→ Problem statement: Reprint the entire listing exactly.
***
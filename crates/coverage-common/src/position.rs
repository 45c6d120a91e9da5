//! Horizontal positions in a known coordinate reference system.

use crate::crs::CrsCode;
use serde::{Deserialize, Serialize};

/// A 2D position together with the CRS its ordinates are expressed in.
#[derive(Debug, Clone, Copy, PartialEq, Serialize, Deserialize)]
pub struct HorizontalPosition {
    /// Longitude or easting, in CRS units.
    pub x: f64,
    /// Latitude or northing, in CRS units.
    pub y: f64,
    /// The CRS the ordinates are expressed in.
    pub crs: CrsCode,
}

impl HorizontalPosition {
    pub fn new(x: f64, y: f64, crs: CrsCode) -> Self {
        Self { x, y, crs }
    }
}

#[cfg(test)]
mod tests {
    use super::*;

    #[test]
    fn test_position_fields() {
        let pos = HorizontalPosition::new(-1.5, 52.0, CrsCode::Epsg4326);
        assert_eq!(pos.x, -1.5);
        assert_eq!(pos.y, 52.0);
        assert_eq!(pos.crs, CrsCode::Epsg4326);
    }
}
***
→ Solution to this task:
filename crates/coverage-common/src/position.rs
repository 45c6d120a91e9da5
//! Horizontal positions in a known coordinate reference system.

use crate::crs::CrsCode;
use serde::{Deserialize, Serialize};

/// A 2D position together with the CRS its ordinates are expressed in.
#[derive(Debug, Clone, Copy, PartialEq, Serialize, Deserialize)]
pub struct HorizontalPosition {
    /// Longitude or easting, in CRS units.
    pub x: f64,
    /// Latitude or northing, in CRS units.
    pub y: f64,
    /// The CRS the ordinates are expressed in.
    pub crs: CrsCode,
}

impl HorizontalPosition {
    pub fn new(x: f64, y: f64, crs: CrsCode) -> Self {
        Self { x, y, crs }
    }
}

#[cfg(test)]
mod tests {
    use super::*;

    #[test]
    fn test_position_fields() {
        let pos = HorizontalPosition::new(-1.5, 52.0, CrsCode::Epsg4326);
        assert_eq!(pos.x, -1.5);
        assert_eq!(pos.y, 52.0);
        assert_eq!(pos.crs, CrsCode::Epsg4326);
    }
}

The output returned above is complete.